EXERCISE REQUIREMENTS: Give back exactly the lines running from the line with "to create parent" to the end of the entries, and only those lines.
BEGIN DATASET EXCERPTS
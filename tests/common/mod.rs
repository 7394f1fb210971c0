//! Common test utilities for presetmerge integration tests

use std::path::PathBuf;
use tempfile::TempDir;

/// A directory of preset files for integration tests
pub struct TestWorkspace {
    /// Temporary directory
    #[allow(dead_code)]
    pub temp: TempDir,
    /// Path to workspace root
    pub path: PathBuf,
}

impl TestWorkspace {
    /// Create a new empty workspace
    pub fn new() -> Self {
        let temp = TempDir::new().expect("Failed to create temp directory");
        let path = temp.path().to_path_buf();
        Self { temp, path }
    }

    /// Write a file in workspace
    pub fn write_file(&self, path: &str, content: &str) {
        let file_path = self.path.join(path);
        if let Some(parent) = file_path.parent() {
            std::fs::create_dir_all(parent).expect("Failed to create parent directory");
        }
        std::fs::write(&file_path, content).expect("Failed to write file");
    }

    /// Read a file from workspace
    pub fn read_file(&self, path: &str) -> String {
        let file_path = self.path.join(path);
        std::fs::read_to_string(&file_path).expect("Failed to read file")
    }

    /// Check if a file exists in workspace
    pub fn file_exists(&self, path: &str) -> bool {
        self.path.join(path).exists()
    }

    /// Parse a JSON file from workspace
    #[allow(dead_code)]
    pub fn read_json(&self, path: &str) -> serde_json::Value {
        serde_json::from_str(&self.read_file(path)).expect("Failed to parse JSON")
    }
}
END DATASET EXCERPTS
TASK RESPONSE:
            std::fs::create_dir_all(parent).expect("Failed to create parent directory");
        }
        std::fs::write(&file_path, content).expect("Failed to write file");
    }

    /// Read a file from workspace
    pub fn read_file(&self, path: &str) -> String {
        let file_path = self.path.join(path);
        std::fs::read_to_string(&file_path).expect("Failed to read file")
    }

    /// Check if a file exists in workspace
    pub fn file_exists(&self, path: &str) -> bool {
        self.path.join(path).exists()
    }

    /// Parse a JSON file from workspace
    #[allow(dead_code)]
    pub fn read_json(&self, path: &str) -> serde_json::Value {
        serde_json::from_str(&self.read_file(path)).expect("Failed to parse JSON")
    }
}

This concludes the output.